_TASK OBJECTIVE_
Across the whole listing, state how many lines include "title". Add nothing to that number.

───── STORED DATA ─────

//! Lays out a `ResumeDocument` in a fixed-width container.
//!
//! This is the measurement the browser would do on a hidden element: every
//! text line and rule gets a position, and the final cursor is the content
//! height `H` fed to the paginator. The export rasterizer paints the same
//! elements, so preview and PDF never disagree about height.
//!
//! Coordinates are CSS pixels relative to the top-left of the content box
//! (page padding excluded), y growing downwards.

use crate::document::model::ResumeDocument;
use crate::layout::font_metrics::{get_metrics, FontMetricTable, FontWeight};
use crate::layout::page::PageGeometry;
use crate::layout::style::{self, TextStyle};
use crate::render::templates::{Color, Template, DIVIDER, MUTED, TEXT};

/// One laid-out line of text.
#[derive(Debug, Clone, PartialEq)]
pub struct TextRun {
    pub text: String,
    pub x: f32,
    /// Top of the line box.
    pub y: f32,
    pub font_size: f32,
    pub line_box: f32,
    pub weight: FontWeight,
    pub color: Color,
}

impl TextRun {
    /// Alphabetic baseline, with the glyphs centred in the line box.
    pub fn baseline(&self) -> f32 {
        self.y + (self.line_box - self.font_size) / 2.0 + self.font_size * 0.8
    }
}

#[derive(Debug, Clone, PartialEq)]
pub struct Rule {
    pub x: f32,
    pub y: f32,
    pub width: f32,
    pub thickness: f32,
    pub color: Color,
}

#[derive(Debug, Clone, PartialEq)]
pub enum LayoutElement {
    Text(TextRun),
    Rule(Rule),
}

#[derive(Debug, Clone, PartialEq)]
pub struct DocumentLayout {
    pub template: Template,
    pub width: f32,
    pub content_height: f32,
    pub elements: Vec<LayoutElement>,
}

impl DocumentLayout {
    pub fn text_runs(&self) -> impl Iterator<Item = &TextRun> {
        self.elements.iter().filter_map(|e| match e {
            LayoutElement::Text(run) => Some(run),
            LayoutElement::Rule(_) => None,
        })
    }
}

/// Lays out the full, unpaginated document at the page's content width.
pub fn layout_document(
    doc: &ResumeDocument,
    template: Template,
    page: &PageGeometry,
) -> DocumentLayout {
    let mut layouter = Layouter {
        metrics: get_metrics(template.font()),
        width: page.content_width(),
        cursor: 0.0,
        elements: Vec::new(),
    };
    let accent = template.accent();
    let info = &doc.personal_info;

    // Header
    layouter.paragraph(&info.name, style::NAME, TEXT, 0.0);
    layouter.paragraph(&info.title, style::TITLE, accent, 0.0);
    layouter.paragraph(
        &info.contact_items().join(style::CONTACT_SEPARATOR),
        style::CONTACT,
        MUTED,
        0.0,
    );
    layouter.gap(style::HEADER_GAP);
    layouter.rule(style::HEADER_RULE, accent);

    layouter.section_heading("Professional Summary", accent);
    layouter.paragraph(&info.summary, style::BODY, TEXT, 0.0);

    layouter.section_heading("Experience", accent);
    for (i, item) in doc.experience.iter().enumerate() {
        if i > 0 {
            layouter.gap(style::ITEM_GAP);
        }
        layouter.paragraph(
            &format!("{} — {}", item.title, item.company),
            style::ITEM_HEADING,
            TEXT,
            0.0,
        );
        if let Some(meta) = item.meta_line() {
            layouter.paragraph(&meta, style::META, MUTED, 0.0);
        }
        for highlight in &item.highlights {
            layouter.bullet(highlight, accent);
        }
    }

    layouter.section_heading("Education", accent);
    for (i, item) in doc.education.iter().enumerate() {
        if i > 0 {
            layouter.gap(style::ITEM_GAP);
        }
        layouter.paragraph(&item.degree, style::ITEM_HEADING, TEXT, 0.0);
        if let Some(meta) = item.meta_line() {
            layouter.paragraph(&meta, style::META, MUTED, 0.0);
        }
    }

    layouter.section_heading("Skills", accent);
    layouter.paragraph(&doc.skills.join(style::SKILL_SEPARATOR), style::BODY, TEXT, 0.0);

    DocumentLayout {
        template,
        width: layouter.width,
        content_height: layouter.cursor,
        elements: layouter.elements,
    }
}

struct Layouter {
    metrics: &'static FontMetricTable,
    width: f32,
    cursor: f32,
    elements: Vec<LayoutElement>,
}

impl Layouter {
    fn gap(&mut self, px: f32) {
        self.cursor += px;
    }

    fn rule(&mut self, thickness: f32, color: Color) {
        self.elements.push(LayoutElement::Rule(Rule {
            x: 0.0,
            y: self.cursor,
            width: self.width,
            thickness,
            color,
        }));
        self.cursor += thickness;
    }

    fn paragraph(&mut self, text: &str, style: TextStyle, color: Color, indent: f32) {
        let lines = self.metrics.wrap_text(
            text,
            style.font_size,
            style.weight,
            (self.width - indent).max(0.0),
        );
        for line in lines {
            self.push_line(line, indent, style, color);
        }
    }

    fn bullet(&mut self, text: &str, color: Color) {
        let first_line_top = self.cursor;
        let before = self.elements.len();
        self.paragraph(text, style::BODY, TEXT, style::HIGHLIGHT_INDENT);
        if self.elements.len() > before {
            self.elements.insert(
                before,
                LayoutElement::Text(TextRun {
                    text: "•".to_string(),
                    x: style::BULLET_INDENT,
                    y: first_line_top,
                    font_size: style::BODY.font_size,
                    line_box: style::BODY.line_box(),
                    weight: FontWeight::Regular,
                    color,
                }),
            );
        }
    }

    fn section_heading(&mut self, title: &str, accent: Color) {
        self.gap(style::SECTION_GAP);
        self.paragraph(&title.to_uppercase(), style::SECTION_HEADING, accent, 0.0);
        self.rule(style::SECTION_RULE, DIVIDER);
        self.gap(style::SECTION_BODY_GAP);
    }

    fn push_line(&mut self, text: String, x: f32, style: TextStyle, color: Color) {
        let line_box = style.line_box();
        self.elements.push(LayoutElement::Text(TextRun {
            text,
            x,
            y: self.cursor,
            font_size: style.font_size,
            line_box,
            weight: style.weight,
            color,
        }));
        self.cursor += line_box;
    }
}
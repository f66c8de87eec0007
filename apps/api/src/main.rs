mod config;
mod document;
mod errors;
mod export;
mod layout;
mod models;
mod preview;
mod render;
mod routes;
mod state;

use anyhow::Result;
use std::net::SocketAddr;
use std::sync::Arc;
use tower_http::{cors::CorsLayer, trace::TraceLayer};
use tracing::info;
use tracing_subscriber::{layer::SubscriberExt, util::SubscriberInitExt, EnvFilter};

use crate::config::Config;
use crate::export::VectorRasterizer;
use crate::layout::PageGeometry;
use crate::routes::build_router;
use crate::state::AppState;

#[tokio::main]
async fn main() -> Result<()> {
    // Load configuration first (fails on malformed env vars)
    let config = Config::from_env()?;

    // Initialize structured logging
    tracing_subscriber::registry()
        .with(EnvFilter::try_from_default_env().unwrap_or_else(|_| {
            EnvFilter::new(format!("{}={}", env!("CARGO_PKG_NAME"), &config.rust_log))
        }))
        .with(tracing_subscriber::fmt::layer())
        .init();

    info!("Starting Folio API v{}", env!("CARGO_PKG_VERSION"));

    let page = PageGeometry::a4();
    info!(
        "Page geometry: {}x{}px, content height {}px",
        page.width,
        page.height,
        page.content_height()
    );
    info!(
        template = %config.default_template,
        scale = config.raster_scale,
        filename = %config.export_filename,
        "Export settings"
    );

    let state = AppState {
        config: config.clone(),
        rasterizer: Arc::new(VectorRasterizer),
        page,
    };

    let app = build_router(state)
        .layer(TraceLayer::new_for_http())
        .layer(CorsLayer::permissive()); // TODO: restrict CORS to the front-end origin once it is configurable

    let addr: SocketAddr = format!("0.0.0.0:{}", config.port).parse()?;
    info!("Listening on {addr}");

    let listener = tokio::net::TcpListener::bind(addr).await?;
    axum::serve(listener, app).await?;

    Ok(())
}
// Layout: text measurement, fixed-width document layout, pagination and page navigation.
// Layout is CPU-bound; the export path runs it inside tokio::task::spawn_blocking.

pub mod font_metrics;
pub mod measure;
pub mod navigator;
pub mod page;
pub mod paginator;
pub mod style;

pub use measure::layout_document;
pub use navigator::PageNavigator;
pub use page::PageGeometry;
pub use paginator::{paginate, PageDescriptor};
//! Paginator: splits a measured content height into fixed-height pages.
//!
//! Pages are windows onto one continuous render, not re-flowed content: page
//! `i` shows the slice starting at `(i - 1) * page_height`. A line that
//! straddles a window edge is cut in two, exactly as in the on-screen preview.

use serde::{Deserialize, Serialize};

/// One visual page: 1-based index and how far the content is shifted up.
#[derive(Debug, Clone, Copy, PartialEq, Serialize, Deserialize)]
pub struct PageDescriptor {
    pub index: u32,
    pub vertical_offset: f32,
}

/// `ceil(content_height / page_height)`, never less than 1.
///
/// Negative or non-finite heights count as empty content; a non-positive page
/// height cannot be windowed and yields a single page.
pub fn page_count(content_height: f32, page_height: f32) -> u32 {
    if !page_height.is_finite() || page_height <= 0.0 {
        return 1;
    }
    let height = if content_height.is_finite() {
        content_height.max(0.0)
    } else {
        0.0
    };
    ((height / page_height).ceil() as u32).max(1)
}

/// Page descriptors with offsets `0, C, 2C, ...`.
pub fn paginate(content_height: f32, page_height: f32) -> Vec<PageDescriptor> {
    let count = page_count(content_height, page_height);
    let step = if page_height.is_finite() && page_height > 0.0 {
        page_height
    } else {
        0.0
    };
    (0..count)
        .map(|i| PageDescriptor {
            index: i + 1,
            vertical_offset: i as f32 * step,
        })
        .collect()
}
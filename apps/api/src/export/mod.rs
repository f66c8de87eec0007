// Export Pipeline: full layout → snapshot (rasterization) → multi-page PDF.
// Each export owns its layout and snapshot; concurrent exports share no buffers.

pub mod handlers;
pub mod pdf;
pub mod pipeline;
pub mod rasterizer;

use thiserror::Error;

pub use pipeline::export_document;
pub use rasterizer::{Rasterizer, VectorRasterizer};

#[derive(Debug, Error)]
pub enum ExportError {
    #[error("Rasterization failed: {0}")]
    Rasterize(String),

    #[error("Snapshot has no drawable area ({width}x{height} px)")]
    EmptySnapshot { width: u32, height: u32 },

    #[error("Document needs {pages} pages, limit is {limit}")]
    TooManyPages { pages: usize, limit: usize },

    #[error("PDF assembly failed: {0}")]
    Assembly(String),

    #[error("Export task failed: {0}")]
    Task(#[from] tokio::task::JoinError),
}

─────

_RESULT OF THE EXERCISE_
4